> _ACTIVITY_:
Could you set down exactly the lines in the records below between the line holding "filename src/server.rs" and the line holding "scheduled run |", inclusive?

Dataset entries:
++++

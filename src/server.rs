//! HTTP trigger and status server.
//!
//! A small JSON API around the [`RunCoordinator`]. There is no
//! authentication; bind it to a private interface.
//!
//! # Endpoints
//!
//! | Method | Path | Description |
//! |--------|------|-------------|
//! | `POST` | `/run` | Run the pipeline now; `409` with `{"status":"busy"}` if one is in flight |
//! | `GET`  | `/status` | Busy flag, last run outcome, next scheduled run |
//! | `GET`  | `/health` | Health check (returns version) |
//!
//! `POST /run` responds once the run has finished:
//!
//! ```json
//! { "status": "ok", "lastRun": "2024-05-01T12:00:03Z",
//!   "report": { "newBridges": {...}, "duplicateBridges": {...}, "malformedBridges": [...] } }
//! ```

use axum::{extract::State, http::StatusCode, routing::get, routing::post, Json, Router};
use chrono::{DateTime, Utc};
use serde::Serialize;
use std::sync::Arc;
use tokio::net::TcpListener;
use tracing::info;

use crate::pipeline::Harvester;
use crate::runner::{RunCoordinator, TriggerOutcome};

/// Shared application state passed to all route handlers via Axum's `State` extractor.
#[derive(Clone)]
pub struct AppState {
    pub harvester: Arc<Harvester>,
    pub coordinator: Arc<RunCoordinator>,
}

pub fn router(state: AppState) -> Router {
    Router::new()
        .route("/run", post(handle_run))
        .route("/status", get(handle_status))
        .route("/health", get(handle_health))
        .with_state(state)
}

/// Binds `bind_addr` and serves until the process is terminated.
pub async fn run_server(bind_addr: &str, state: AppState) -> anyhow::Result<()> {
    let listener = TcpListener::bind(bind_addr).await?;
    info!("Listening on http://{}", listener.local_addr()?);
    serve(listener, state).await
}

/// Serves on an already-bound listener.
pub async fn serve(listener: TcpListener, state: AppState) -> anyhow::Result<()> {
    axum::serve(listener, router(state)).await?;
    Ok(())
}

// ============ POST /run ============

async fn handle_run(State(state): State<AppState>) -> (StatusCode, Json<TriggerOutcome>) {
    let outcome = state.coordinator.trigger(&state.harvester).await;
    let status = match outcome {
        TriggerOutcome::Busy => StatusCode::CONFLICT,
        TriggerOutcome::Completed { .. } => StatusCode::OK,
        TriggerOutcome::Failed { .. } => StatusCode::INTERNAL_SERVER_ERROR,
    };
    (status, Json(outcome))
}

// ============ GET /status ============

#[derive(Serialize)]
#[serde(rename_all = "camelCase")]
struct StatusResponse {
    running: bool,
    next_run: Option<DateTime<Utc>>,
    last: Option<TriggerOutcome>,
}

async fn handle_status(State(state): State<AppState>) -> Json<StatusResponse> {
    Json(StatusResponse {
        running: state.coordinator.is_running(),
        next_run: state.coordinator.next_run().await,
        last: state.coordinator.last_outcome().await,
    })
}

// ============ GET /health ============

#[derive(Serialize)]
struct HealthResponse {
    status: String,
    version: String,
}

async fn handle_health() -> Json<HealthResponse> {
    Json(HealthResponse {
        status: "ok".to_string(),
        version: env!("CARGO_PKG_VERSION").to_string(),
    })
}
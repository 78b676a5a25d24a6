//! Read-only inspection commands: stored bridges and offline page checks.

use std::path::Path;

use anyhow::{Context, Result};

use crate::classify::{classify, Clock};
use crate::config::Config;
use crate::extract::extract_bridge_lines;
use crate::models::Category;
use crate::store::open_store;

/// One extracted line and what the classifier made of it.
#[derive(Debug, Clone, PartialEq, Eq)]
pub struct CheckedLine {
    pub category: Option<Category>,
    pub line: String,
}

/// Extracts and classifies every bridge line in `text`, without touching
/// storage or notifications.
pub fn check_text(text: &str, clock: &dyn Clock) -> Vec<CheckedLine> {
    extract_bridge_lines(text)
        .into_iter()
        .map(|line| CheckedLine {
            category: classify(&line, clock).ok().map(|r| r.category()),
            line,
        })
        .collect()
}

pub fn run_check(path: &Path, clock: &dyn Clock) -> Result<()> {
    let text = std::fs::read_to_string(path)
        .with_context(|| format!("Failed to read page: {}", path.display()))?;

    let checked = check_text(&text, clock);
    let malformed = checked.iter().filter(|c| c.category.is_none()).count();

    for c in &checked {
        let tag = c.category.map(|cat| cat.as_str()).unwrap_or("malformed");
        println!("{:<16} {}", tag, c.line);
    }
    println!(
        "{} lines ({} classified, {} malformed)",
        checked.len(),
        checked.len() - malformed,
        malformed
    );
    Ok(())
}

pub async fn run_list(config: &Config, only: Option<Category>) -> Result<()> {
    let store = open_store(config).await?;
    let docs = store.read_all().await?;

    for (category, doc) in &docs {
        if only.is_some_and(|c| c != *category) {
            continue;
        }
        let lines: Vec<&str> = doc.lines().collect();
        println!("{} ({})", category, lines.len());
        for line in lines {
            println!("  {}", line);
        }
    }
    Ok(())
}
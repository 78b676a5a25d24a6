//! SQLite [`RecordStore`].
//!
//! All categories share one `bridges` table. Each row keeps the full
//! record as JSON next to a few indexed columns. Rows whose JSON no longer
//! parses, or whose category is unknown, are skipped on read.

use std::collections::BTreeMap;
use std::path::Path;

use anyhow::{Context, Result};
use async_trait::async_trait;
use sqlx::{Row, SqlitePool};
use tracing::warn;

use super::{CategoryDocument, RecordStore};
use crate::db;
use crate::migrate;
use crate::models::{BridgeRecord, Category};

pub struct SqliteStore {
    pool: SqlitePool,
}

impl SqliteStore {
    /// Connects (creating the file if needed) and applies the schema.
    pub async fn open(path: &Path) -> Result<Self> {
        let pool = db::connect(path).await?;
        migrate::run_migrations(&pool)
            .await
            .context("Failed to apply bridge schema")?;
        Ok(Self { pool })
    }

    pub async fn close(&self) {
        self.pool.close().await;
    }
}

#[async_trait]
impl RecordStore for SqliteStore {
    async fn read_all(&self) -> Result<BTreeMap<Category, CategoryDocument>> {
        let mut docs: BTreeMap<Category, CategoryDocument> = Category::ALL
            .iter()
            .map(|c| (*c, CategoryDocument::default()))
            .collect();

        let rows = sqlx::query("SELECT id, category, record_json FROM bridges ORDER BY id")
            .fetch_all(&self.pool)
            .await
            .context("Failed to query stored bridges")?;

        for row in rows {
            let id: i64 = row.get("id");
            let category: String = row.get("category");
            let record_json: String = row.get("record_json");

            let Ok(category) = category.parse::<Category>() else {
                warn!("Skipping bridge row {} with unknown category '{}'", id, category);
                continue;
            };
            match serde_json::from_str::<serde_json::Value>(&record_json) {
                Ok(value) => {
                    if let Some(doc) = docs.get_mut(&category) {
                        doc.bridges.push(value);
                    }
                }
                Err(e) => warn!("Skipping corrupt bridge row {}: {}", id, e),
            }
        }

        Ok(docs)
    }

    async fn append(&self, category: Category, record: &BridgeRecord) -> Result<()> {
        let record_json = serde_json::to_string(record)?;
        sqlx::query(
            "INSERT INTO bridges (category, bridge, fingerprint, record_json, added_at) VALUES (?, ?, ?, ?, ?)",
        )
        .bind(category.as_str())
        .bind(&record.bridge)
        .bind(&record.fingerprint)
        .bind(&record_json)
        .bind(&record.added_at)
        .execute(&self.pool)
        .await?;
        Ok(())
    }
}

++++

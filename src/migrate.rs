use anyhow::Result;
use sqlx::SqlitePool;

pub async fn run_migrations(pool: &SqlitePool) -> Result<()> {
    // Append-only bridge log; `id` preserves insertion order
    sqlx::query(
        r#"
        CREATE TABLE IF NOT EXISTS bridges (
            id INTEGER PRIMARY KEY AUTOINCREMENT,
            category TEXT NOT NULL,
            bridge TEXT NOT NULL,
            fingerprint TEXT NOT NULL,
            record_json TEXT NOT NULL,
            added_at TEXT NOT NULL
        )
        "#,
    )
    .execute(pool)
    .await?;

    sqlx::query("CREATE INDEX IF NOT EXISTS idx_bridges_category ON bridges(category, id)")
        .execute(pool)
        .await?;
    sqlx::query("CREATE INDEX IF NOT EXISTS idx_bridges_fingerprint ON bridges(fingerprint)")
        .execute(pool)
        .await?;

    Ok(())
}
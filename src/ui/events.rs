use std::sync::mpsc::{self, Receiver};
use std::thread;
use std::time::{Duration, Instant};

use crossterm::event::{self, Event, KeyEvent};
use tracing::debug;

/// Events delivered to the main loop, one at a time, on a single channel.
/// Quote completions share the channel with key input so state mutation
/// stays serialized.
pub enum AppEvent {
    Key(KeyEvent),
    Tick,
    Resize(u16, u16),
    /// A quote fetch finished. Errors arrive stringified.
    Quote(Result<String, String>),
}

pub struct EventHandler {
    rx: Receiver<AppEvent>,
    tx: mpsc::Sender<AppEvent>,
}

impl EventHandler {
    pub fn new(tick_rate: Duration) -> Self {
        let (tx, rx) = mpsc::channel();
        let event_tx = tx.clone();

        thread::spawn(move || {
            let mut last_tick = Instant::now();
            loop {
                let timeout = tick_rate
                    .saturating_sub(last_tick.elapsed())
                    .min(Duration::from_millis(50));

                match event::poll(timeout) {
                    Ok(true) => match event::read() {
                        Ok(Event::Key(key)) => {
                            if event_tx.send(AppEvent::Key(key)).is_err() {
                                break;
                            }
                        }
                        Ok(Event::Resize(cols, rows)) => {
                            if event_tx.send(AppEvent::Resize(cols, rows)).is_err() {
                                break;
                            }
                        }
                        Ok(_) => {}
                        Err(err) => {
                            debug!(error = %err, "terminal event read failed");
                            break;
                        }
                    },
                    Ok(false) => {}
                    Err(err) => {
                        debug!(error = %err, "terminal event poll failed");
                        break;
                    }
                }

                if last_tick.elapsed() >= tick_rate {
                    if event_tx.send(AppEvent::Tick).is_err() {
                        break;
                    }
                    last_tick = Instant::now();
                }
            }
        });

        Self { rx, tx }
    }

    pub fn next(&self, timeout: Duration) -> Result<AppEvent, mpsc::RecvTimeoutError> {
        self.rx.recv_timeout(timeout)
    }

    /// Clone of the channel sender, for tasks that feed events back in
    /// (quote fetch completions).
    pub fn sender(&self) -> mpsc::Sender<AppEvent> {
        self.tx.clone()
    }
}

++++

> _RESULT FOR THIS EXERCISE_:
filename src/server.rs
//! HTTP trigger and status server.
//!
//! A small JSON API around the [`RunCoordinator`]. There is no
//! authentication; bind it to a private interface.
//!
//! # Endpoints
//!
//! | Method | Path | Description |
//! |--------|------|-------------|
//! | `POST` | `/run` | Run the pipeline now; `409` with `{"status":"busy"}` if one is in flight |
//! | `GET`  | `/status` | Busy flag, last run outcome, next scheduled run |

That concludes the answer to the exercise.